#### [Work to be completed]
Repeat the whole of the data, keeping every detail the same.

#### [Entries shown]
———

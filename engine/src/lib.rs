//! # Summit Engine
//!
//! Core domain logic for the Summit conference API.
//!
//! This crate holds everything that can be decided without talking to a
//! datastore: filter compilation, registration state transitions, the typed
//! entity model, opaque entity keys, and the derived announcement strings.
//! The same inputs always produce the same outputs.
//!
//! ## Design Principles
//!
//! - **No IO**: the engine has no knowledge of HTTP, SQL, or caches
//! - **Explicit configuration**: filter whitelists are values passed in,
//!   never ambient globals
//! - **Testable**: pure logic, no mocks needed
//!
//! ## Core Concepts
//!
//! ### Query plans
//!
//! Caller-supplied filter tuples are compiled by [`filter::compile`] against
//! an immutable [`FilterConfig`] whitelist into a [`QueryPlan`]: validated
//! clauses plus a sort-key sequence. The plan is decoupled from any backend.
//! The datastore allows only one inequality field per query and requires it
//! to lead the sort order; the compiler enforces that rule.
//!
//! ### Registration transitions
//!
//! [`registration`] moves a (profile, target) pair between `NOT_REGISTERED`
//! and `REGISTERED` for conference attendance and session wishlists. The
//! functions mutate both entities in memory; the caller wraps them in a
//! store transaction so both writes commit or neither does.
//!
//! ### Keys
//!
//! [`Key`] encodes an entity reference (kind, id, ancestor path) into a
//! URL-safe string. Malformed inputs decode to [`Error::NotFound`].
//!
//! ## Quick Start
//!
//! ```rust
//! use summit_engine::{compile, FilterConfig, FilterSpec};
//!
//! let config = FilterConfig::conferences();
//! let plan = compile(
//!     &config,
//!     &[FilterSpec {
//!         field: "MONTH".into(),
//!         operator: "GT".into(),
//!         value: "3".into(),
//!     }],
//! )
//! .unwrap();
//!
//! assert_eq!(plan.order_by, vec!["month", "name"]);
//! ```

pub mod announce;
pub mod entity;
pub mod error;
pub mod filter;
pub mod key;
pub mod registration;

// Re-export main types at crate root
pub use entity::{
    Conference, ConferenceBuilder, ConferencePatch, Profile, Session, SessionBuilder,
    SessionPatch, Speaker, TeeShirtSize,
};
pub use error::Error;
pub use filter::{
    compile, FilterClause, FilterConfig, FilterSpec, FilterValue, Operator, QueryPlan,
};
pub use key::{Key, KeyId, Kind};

———

#### [Output of the task]
filename engine/src/lib.rs
//! # Summit Engine
//!
//! Core domain logic for the Summit conference API.
//!
//! This crate holds everything that can be decided without talking to a
//! datastore: filter compilation, registration state transitions, the typed
//! entity model, opaque entity keys, and the derived announcement strings.
//! The same inputs always produce the same outputs.
//!
//! ## Design Principles
//!
//! - **No IO**: the engine has no knowledge of HTTP, SQL, or caches
//! - **Explicit configuration**: filter whitelists are values passed in,
//!   never ambient globals
//! - **Testable**: pure logic, no mocks needed
//!
//! ## Core Concepts
//!
//! ### Query plans
//!
//! Caller-supplied filter tuples are compiled by [`filter::compile`] against
//! an immutable [`FilterConfig`] whitelist into a [`QueryPlan`]: validated
//! clauses plus a sort-key sequence. The plan is decoupled from any backend.
//! The datastore allows only one inequality field per query and requires it
//! to lead the sort order; the compiler enforces that rule.
//!
//! ### Registration transitions
//!
//! [`registration`] moves a (profile, target) pair between `NOT_REGISTERED`
//! and `REGISTERED` for conference attendance and session wishlists. The
//! functions mutate both entities in memory; the caller wraps them in a
//! store transaction so both writes commit or neither does.
//!
//! ### Keys
//!
//! [`Key`] encodes an entity reference (kind, id, ancestor path) into a
//! URL-safe string. Malformed inputs decode to [`Error::NotFound`].
//!
//! ## Quick Start
//!
//! ```rust
//! use summit_engine::{compile, FilterConfig, FilterSpec};
//!
//! let config = FilterConfig::conferences();
//! let plan = compile(
//!     &config,
//!     &[FilterSpec {
//!         field: "MONTH".into(),
//!         operator: "GT".into(),
//!         value: "3".into(),
//!     }],
//! )
//! .unwrap();
//!
//! assert_eq!(plan.order_by, vec!["month", "name"]);
//! ```

pub mod announce;
pub mod entity;
pub mod error;
pub mod filter;
pub mod key;
pub mod registration;

// Re-export main types at crate root
pub use entity::{
    Conference, ConferenceBuilder, ConferencePatch, Profile, Session, SessionBuilder,
    SessionPatch, Speaker, TeeShirtSize,
};
pub use error::Error;
pub use filter::{
    compile, FilterClause, FilterConfig, FilterSpec, FilterValue, Operator, QueryPlan,
};
pub use key::{Key, KeyId, Kind};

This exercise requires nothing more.